Q: COVID-19 decimated international air travel and disrupted the people-to-people exchanges that brought our world closer together. We are now starting to turn a corner. As we chart our path towards an endemic phase, what are the possible roles for CAAs to support and facilitate the re-opening of borders and revival of air travel?
A: Civil Aviation Authorities (CAAs) around the world have an important role in facilitating and guiding the aviation industry in complying with rules and regulations as the highly regulated industry rushes to reintroduce capacity. CAAs should deploy manpower to increase active surveillance and safety oversight while diligently maintaining our presence to guide the industry through effective and consistent communication.
Effective and transparent communication between regulators and the industry is crucial to ensuring the safety and security of the aviation industry remains the top priority – this will subsequently build public confidence. CAAs must also be prominent and communicative with the public by providing updates on the latest in terms of crew competency, aircraft readiness, safety and airworthiness of aircraft, route stability, and the operator’s actual capabilities. Therefore, CAAs should take a leading and mentorship role in this matter by being communicative to build both operator and public confidence.
Q: We spent the past two years trying to convince everyone that it is safe to fly during a pandemic. As borders reopen, COVID19 curbs relaxed and travel resumes and things are springing back with such intensity that it has resulted in chaotic scenes at airports across the world. Some airports seem overwhelmed and the aviation industry doesn’t have nearly enough people to run operations smoothly. How do we address this unprecedented labour crunch, made worse by the pandemic-induced layoffs of workers, from pilots to cabin crew and ground-handling staff?

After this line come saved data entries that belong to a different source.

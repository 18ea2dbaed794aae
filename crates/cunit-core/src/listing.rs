//! Device listing announced to presentation clients
//!
//! Format: `DevCount: <n>\r\n` followed by one
//! `;<br>Dev<index>: address=<n>: type=<tag>\r\n` entry per device.

use crate::device::DeviceInfo;
use crate::Address;

/// One device line of a listing
#[derive(Debug, Clone, PartialEq, Eq)]
pub struct ListingEntry {
    pub index: usize,
    pub address: Address,
    pub type_tag: String,
}

#[derive(Debug, Clone, Default, PartialEq, Eq)]
pub struct DeviceListing {
    pub entries: Vec<ListingEntry>,
}

impl DeviceListing {
    pub fn from_devices(devices: &[DeviceInfo]) -> Self {
        let entries = devices
            .iter()
            .enumerate()
            .map(|(index, info)| ListingEntry {
                index,
                address: info.address,
                type_tag: info.device_type.clone(),
            })
            .collect();
        Self { entries }
    }

    /// Parse a listing produced by [`DeviceListing::render`].
    ///
    /// Segments that do not look like a device entry (the count header,
    /// malformed lines) are skipped.
    pub fn parse(text: &str) -> Self {
        let mut entries = Vec::new();

        for segment in text.split("<br>") {
            let fields: Vec<&str> = segment.split(':').collect();
            if fields.len() != 3 {
                continue;
            }

            let index = fields[0]
                .trim()
                .strip_prefix("Dev")
                .and_then(|i| i.parse::<usize>().ok());
            let address = value_of(fields[1]).and_then(|a| a.parse::<Address>().ok());
            let type_tag = value_of(fields[2]);

            if let (Some(index), Some(address), Some(type_tag)) = (index, address, type_tag) {
                entries.push(ListingEntry {
                    index,
                    address,
                    type_tag: type_tag.to_string(),
                });
            }
        }

        Self { entries }
    }

    pub fn render(&self) -> String {
        let mut out = format!("DevCount: {}\r\n", self.entries.len());
        for entry in &self.entries {
            out.push_str(";<br>");
            out.push_str(&format!(
                "Dev{}: address={}: type={}\r\n",
                entry.index, entry.address, entry.type_tag
            ));
        }
        out
    }
}

impl std::fmt::Display for DeviceListing {
    fn fmt(&self, f: &mut std::fmt::Formatter<'_>) -> std::fmt::Result {
        f.write_str(&self.render())
    }
}

/// Value of a `key=value` field, trimmed of whitespace and entry separators
fn value_of(field: &str) -> Option<&str> {
    field
        .split_once('=')
        .map(|(_, v)| v.trim_matches(|c: char| c.is_whitespace() || c == ';'))
        .filter(|v| !v.is_empty())
}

A: As each state and airlines have different capabilities, this will be handled in various ways. What ICAO can do to guide and streamline the industry is by publishing a paper similar to how ICAO Council’s Aviation Recovery Task Force (CART) ‘Take-Off’ guidance was introduced. However, this time, the paper would include a comprehensive roadmap for guiding the industry restart. Meaning, this can be approached as a comprehensive method that includes a proposed inspection checklist for return-to-service of aircraft and crew, timelines for new recruitment, and the retraining of operational staff. Even the reintroduction of routes should be included so that we may attempt to restart in the most orderly manner. Consider this, more haste less speed. Yes, the frenzy has started, but remember that it is always better to have our commercial aircraft crewed and managed by people who are truly ready, confident, and competent.
An accident now will only erode public confidence in one of the world’s safest modes of transport. Restart, reintroduce routes and capacity and rebuild in a clear and concise manner based on a clear road map that must include crew and aircraft logical induction timeframe. Do things quickly and efficiently but DO NOT RUSH. We must pay close attention to detail and ICAO can play an active part in this.

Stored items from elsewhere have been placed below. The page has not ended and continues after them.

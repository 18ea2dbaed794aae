//! Authoritative list of validated devices

use cunit_bus::BusHandle;
use cunit_core::{Address, DeviceInfo, DeviceListing};
use tokio::sync::broadcast;
use tracing::{debug, error, info, warn};

use crate::store::DeviceStore;
use crate::validate::{enroll_device, verify_device};

/// Registry change notification for presentation clients
#[derive(Debug, Clone, PartialEq, Eq)]
pub enum RegistryEvent {
    /// Persisted record re-verified at startup
    DeviceVerified(DeviceInfo),
    /// Persisted record failed startup verification and was dropped
    DeviceRejected(DeviceInfo),
    /// New device enrolled
    DeviceAdded(DeviceInfo),
    /// Record removed
    DeviceRemoved(DeviceInfo),
}

/// Outcome of the startup validation pass
#[derive(Debug, Clone, Default, PartialEq, Eq)]
pub struct InitReport {
    pub verified: Vec<Address>,
    pub rejected: Vec<Address>,
}

/// Validated devices, unique by address
pub struct DeviceRegistry {
    devices: Vec<DeviceInfo>,
    /// Stored records that failed startup verification, kept for the next start
    unverified: Vec<DeviceInfo>,
    store: Box<dyn DeviceStore>,
    event_tx: broadcast::Sender<RegistryEvent>,
}

impl DeviceRegistry {
    pub fn new(store: impl DeviceStore + 'static) -> Self {
        let (event_tx, _) = broadcast::channel(100);
        Self {
            devices: Vec::new(),
            unverified: Vec::new(),
            store: Box::new(store),
            event_tx,
        }
    }

    /// Subscribe to registry events
    pub fn subscribe(&self) -> broadcast::Receiver<RegistryEvent> {
        self.event_tx.subscribe()
    }

    /// Load persisted records and keep only those whose UDID re-verifies.
    ///
    /// Failed records are dropped from the registry but left in the store, so
    /// a device that was merely offline is checked again on the next start.
    pub async fn initialize(&mut self, bus: &BusHandle) -> InitReport {
        info!("Initializing device registry");

        let persisted = match self.store.load() {
            Ok(devices) => devices,
            Err(e) => {
                error!(error = %e, "Failed to load device records");
                Vec::new()
            }
        };

        self.devices.clear();
        self.unverified.clear();
        let mut report = InitReport::default();

        for info in persisted {
            let seen = self.get(info.address).is_some()
                || self.unverified.iter().any(|d| d.address == info.address);
            if seen {
                warn!(address = info.address, "Duplicate device record ignored");
                continue;
            }

            if verify_device(bus, &info).await {
                info!(address = info.address, "Device initialization succeeded");
                report.verified.push(info.address);
                self.devices.push(info.clone());
                let _ = self.event_tx.send(RegistryEvent::DeviceVerified(info));
            } else {
                error!(address = info.address, "Device initialization failed");
                report.rejected.push(info.address);
                self.unverified.push(info.clone());
                let _ = self.event_tx.send(RegistryEvent::DeviceRejected(info));
            }
        }

        info!(
            verified = report.verified.len(),
            rejected = report.rejected.len(),
            "Device registry initialized"
        );
        report
    }

    /// Enroll the device at `address`, replacing any existing record there.
    ///
    /// The old record, verified or not, is dropped before enrollment starts.
    /// The new record is committed only if every identity field was read.
    pub async fn add_device(&mut self, bus: &BusHandle, address: Address) -> bool {
        info!(address = address, "Adding device");

        let replaced = self.take(address);
        if let Some(old) = &replaced {
            debug!(address = address, udid = %old.udid, "Dropped existing record");
        }

        let added = match enroll_device(bus, address).await {
            Some(info) => {
                self.devices.push(info.clone());
                let _ = self.event_tx.send(RegistryEvent::DeviceAdded(info));
                true
            }
            None => {
                warn!(address = address, "Device enrollment failed");
                false
            }
        };

        if added || replaced.is_some() {
            self.persist();
        }
        if let (false, Some(old)) = (added, replaced) {
            let _ = self.event_tx.send(RegistryEvent::DeviceRemoved(old));
        }
        added
    }

    /// Remove the record at `address`, including a stored record that failed
    /// startup verification
    pub fn remove_device(&mut self, address: Address) -> Option<DeviceInfo> {
        let removed = self.take(address)?;
        info!(address = address, "Device removed from registry");
        self.persist();
        let _ = self.event_tx.send(RegistryEvent::DeviceRemoved(removed.clone()));
        Some(removed)
    }

    pub fn get(&self, address: Address) -> Option<&DeviceInfo> {
        self.devices.iter().find(|d| d.address == address)
    }

    pub fn devices(&self) -> &[DeviceInfo] {
        &self.devices
    }

    pub fn len(&self) -> usize {
        self.devices.len()
    }

    pub fn is_empty(&self) -> bool {
        self.devices.is_empty()
    }

    /// Listing of the current devices in registry order
    pub fn listing(&self) -> DeviceListing {
        DeviceListing::from_devices(&self.devices)
    }

    /// Records that failed startup verification but stay in the store
    pub fn unverified(&self) -> &[DeviceInfo] {
        &self.unverified
    }

    /// Detach the record at `address` from both lists; the verified one wins
    fn take(&mut self, address: Address) -> Option<DeviceInfo> {
        let stale = self
            .unverified
            .iter()
            .position(|d| d.address == address)
            .map(|index| self.unverified.remove(index));
        let current = self
            .devices
            .iter()
            .position(|d| d.address == address)
            .map(|index| self.devices.remove(index));
        current.or(stale)
    }

    /// Save verified records followed by the unverified ones
    fn persist(&mut self) {
        let records: Vec<DeviceInfo> = self
            .devices
            .iter()
            .chain(&self.unverified)
            .cloned()
            .collect();
        if let Err(e) = self.store.save(&records) {
            warn!(error = %e, "Failed to persist device records");
        }
    }
}

#[cfg(test)]
mod tests {
    use super::*;
    use crate::store::MemoryStore;
    use cunit_bus::{cmd, spawn_bus, SimulatedBus, SimulatedDevice};
    use cunit_core::Udid;

    fn record(address: Address, udid: &str) -> DeviceInfo {
        DeviceInfo::new(address, Udid::new(udid), "CU4SDM1")
    }

    fn simulated(address: Address, udid: &str) -> SimulatedDevice {
        SimulatedDevice::new(address, Udid::new(udid), "CU4SDM1")
    }

    #[tokio::test]
    async fn test_initialize_keeps_only_verified() {
        // 1 answers correctly, 2 reports another UDID, 3 is silent, 4 is absent
        let bus = spawn_bus(SimulatedBus::new(vec![
            simulated(1, "01"),
            simulated(2, "ff"),
            simulated(3, "03").with_silent_command(cmd::GET_UDID),
            simulated(5, "05"),
        ]));
        let store = MemoryStore::new(vec![
            record(4, "04"),
            record(1, "01"),
            record(2, "02"),
            record(5, "05"),
            record(3, "03"),
        ]);
        let mut registry = DeviceRegistry::new(store.clone());

        let report = registry.initialize(&bus).await;

        assert_eq!(report.verified, vec![1, 5]);
        assert_eq!(report.rejected, vec![4, 2, 3]);
        let kept: Vec<Address> = registry.devices().iter().map(|d| d.address).collect();
        assert_eq!(kept, vec![1, 5]);
        // Store keeps the full list for the next start
        assert_eq!(store.snapshot().len(), 5);
    }

    #[tokio::test]
    async fn test_initialize_publishes_events() {
        let bus = spawn_bus(SimulatedBus::new(vec![simulated(1, "01")]));
        let mut registry =
            DeviceRegistry::new(MemoryStore::new(vec![record(1, "01"), record(2, "02")]));
        let mut events = registry.subscribe();

        registry.initialize(&bus).await;

        assert_eq!(
            events.recv().await.unwrap(),
            RegistryEvent::DeviceVerified(record(1, "01"))
        );
        assert_eq!(
            events.recv().await.unwrap(),
            RegistryEvent::DeviceRejected(record(2, "02"))
        );
    }

    #[tokio::test]
    async fn test_add_device_commits_on_success() {
        let bus = spawn_bus(SimulatedBus::new(vec![simulated(6, "66").with_description("new")]));
        let store = MemoryStore::default();
        let mut registry = DeviceRegistry::new(store.clone());

        assert!(registry.add_device(&bus, 6).await);
        let info = registry.get(6).unwrap();
        assert_eq!(info.udid, Udid::new("66"));
        assert_eq!(info.description, "new");
        assert_eq!(store.snapshot(), registry.devices().to_vec());
    }

    #[tokio::test]
    async fn test_add_device_failure_leaves_registry_unchanged() {
        for silent in [
            cmd::GET_DEVICE_TYPE,
            cmd::GET_UDID,
            cmd::GET_MODIFICATION_VERSION,
            cmd::GET_HARDWARE_VERSION,
            cmd::GET_FIRMWARE_VERSION,
            cmd::GET_DESCRIPTION,
        ] {
            let bus = spawn_bus(SimulatedBus::new(vec![
                simulated(1, "01"),
                simulated(6, "66").with_silent_command(silent),
            ]));
            let store = MemoryStore::new(vec![record(1, "01")]);
            let mut registry = DeviceRegistry::new(store.clone());
            registry.initialize(&bus).await;
            let before = registry.devices().to_vec();

            assert!(!registry.add_device(&bus, 6).await);
            assert_eq!(registry.devices(), before.as_slice());
            assert_eq!(store.snapshot(), before);
        }
    }

    #[tokio::test]
    async fn test_add_device_replaces_existing_address() {
        let bus = spawn_bus(SimulatedBus::new(vec![simulated(1, "0b")]));
        let mut registry = DeviceRegistry::new(MemoryStore::default());

        assert!(registry.add_device(&bus, 1).await);
        assert!(registry.add_device(&bus, 1).await);
        assert_eq!(registry.len(), 1);
        assert_eq!(registry.get(1).unwrap().udid, Udid::new("0b"));
    }

    #[tokio::test]
    async fn test_failed_re_add_drops_old_record() {
        let bus = spawn_bus(SimulatedBus::new(vec![simulated(1, "01")]));
        let mut registry = DeviceRegistry::new(MemoryStore::new(vec![record(1, "01")]));
        registry.initialize(&bus).await;

        let silent_bus = spawn_bus(SimulatedBus::new(Vec::new()));
        assert!(!registry.add_device(&silent_bus, 1).await);
        assert!(registry.get(1).is_none());
    }

    #[tokio::test]
    async fn test_remove_device() {
        let bus = spawn_bus(SimulatedBus::new(vec![simulated(1, "01"), simulated(2, "02")]));
        let store = MemoryStore::new(vec![record(1, "01"), record(2, "02")]);
        let mut registry = DeviceRegistry::new(store.clone());
        registry.initialize(&bus).await;

        assert_eq!(registry.remove_device(1).map(|d| d.address), Some(1));
        assert!(registry.remove_device(1).is_none());
        assert_eq!(store.snapshot(), vec![record(2, "02")]);
    }

    #[tokio::test]
    async fn test_offline_records_survive_add_and_remove() {
        // 2 is offline at startup
        let bus = spawn_bus(SimulatedBus::new(vec![
            simulated(1, "01"),
            simulated(3, "03"),
            simulated(4, "04"),
        ]));
        let store = MemoryStore::new(vec![record(1, "01"), record(2, "02"), record(4, "04")]);
        let mut registry = DeviceRegistry::new(store.clone());
        registry.initialize(&bus).await;
        assert_eq!(registry.unverified(), &[record(2, "02")]);

        assert!(registry.add_device(&bus, 3).await);
        let stored: Vec<Address> = store.snapshot().iter().map(|d| d.address).collect();
        assert_eq!(stored, vec![1, 4, 3, 2]);

        assert!(registry.remove_device(4).is_some());
        let stored: Vec<Address> = store.snapshot().iter().map(|d| d.address).collect();
        assert_eq!(stored, vec![1, 3, 2]);
        assert_eq!(registry.len(), 2);
    }

    #[tokio::test]
    async fn test_add_and_remove_replace_offline_record() {
        let bus = spawn_bus(SimulatedBus::new(vec![simulated(5, "55")]));
        let store = MemoryStore::new(vec![record(2, "02"), record(5, "05"), record(7, "07")]);
        let mut registry = DeviceRegistry::new(store.clone());
        registry.initialize(&bus).await;
        assert!(registry.is_empty());

        // Re-enrolling 5 supersedes its stale record
        assert!(registry.add_device(&bus, 5).await);
        assert_eq!(registry.get(5).unwrap().udid, Udid::new("55"));
        let stored: Vec<(Address, String)> = store
            .snapshot()
            .iter()
            .map(|d| (d.address, d.udid.to_string()))
            .collect();
        assert_eq!(
            stored,
            vec![(5, "55".to_string()), (2, "02".to_string()), (7, "07".to_string())]
        );

        assert_eq!(registry.remove_device(2), Some(record(2, "02")));
        assert!(registry.remove_device(2).is_none());
        let stored: Vec<Address> = store.snapshot().iter().map(|d| d.address).collect();
        assert_eq!(stored, vec![5, 7]);
    }

    #[tokio::test]
    async fn test_listing_follows_registry_order() {
        let bus = spawn_bus(SimulatedBus::new(vec![simulated(9, "09"), simulated(2, "02")]));
        let mut registry =
            DeviceRegistry::new(MemoryStore::new(vec![record(9, "09"), record(2, "02")]));
        registry.initialize(&bus).await;

        assert_eq!(
            registry.listing().render(),
            "DevCount: 2\r\n;<br>Dev0: address=9: type=CU4SDM1\r\n;<br>Dev1: address=2: type=CU4SDM1\r\n"
        );
    }
}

Q: Did we learn and gain a lot of experiences in dealing with COVID-19 that will help enable us to handle a similar situation in the future more effectively if it will happen again? What are the issues that you would like to see addressed at the 41st ICAO Assembly?
A: Yes, we certainly learned a lot. Learning is one thing but honestly, we now need to translate these learnings into an ability to implement and execute. The most important thing learned in my opinion is the ability to be resilient and adaptable to change during adversity. Changes that have happened and the way we have adapted, for example, the ability to use online video conferences, and the acceptance of acceptable means of compliance must continue to ensure that we digitalize as we move on to formalize this.

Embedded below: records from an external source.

//! Binary frame codec
//!
//! Frames are laid out as `[address:1][command:1][length:1][payload:length]`.
//! The same layout is used on the device bus and for binary answers sent back
//! to clients.

use thiserror::Error;

use crate::Address;

/// Size of the fixed frame header (address, command, length)
pub const HEADER_LEN: usize = 3;

/// Largest payload a single length byte can describe
pub const MAX_PAYLOAD_LEN: usize = u8::MAX as usize;

#[derive(Error, Debug, Clone, PartialEq, Eq)]
pub enum FrameError {
    #[error("Frame too short: {0} bytes")]
    TooShort(usize),
    #[error("Length mismatch: header declares {declared} payload bytes, got {actual}")]
    LengthMismatch { declared: usize, actual: usize },
    #[error("Payload too long: {0} bytes (max {MAX_PAYLOAD_LEN})")]
    PayloadTooLong(usize),
}

/// A single addressed frame
#[derive(Debug, Clone, PartialEq, Eq, Hash)]
pub struct Frame {
    pub address: Address,
    pub command: u8,
    pub payload: Vec<u8>,
}

impl Frame {
    /// Create a frame with a payload
    pub fn new(address: Address, command: u8, payload: impl Into<Vec<u8>>) -> Self {
        Self {
            address,
            command,
            payload: payload.into(),
        }
    }

    /// Create a frame with an empty payload, as used for parameter reads
    pub fn request(address: Address, command: u8) -> Self {
        Self::new(address, command, Vec::new())
    }

    /// Encode to wire bytes
    pub fn encode(&self) -> Result<Vec<u8>, FrameError> {
        let len = self.payload.len();
        if len > MAX_PAYLOAD_LEN {
            return Err(FrameError::PayloadTooLong(len));
        }

        let mut bytes = Vec::with_capacity(HEADER_LEN + len);
        bytes.push(self.address);
        bytes.push(self.command);
        bytes.push(len as u8);
        bytes.extend_from_slice(&self.payload);
        Ok(bytes)
    }

    /// Decode a buffer that must hold exactly one frame
    pub fn decode(data: &[u8]) -> Result<Self, FrameError> {
        if data.len() < HEADER_LEN {
            return Err(FrameError::TooShort(data.len()));
        }

        let declared = data[2] as usize;
        let actual = data.len() - HEADER_LEN;
        if declared != actual {
            return Err(FrameError::LengthMismatch { declared, actual });
        }

        Ok(Self::new(data[0], data[1], &data[HEADER_LEN..]))
    }

    /// Payload length announced by a header
    pub fn payload_len(header: &[u8; HEADER_LEN]) -> usize {
        header[2] as usize
    }

    /// Check whether `other` answers this request (same address and command)
    pub fn is_answered_by(&self, other: &Frame) -> bool {
        self.address == other.address && self.command == other.command
    }
}

#[cfg(test)]
mod tests {
    use super::*;

    #[test]
    fn test_encode_answer_frame() {
        let frame = Frame::new(0x01, 0x02, b"AB".to_vec());
        assert_eq!(frame.encode().unwrap(), vec![0x01, 0x02, 0x02, 0x41, 0x42]);
    }

    #[test]
    fn test_decode_answer_frame() {
        let frame = Frame::decode(&[0x01, 0x02, 0x02, 0x41, 0x42]).unwrap();
        assert_eq!(frame.address, 0x01);
        assert_eq!(frame.command, 0x02);
        assert_eq!(frame.payload, b"AB");
    }

    #[test]
    fn test_empty_payload() {
        let frame = Frame::request(0x10, 0x06);
        let bytes = frame.encode().unwrap();
        assert_eq!(bytes, vec![0x10, 0x06, 0x00]);
        assert_eq!(Frame::decode(&bytes).unwrap(), frame);
    }

    #[test]
    fn test_decode_rejects_bad_length() {
        assert_eq!(Frame::decode(&[0x01]), Err(FrameError::TooShort(1)));
        assert_eq!(
            Frame::decode(&[0x01, 0x02, 0x03, 0x41]),
            Err(FrameError::LengthMismatch {
                declared: 3,
                actual: 1
            })
        );
    }

    #[test]
    fn test_text_does_not_decode_as_frame() {
        assert!(Frame::decode(b"SYST:DEVL?\r\n").is_err());
    }

    #[test]
    fn test_encode_rejects_long_payload() {
        let frame = Frame::new(0x01, 0x01, vec![0u8; 256]);
        assert_eq!(frame.encode(), Err(FrameError::PayloadTooLong(256)));
    }

    #[test]
    fn test_is_answered_by() {
        let request = Frame::request(0x05, 0x06);
        assert!(request.is_answered_by(&Frame::new(0x05, 0x06, vec![1, 2])));
        assert!(!request.is_answered_by(&Frame::new(0x04, 0x06, vec![1, 2])));
        assert!(!request.is_answered_by(&Frame::new(0x05, 0x01, vec![1, 2])));
    }
}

Another main item is to ensure effective and consistent communication and accept different methods of surveillance and compliance inspections as long as they conform to ICAO standards. This reduces duplications and moves things more efficiently and effectively. We are stronger together and we can leverage each other’s strengths and abilities. One thing I would like to see during the 41st General Assembly is Nations coming together and offering solutions without restating the problems and sufferings. The adversity brought by the pandemic has been terrible, but let’s move on from this.
Imagine if each ICAO contracting State offered just one proposed solution, we would have 193 proposals and if we were to take 20% of this and have deep discussions on it, we would have 38 solutions. Imagine if today, we implemented half of these, there would be 19 immediate solutions that we could all adopt for better flight safety for ALL in the aviation industry. I urge strong communication and collaboration to ensure flight safety across the world without compromise. Together we are strong.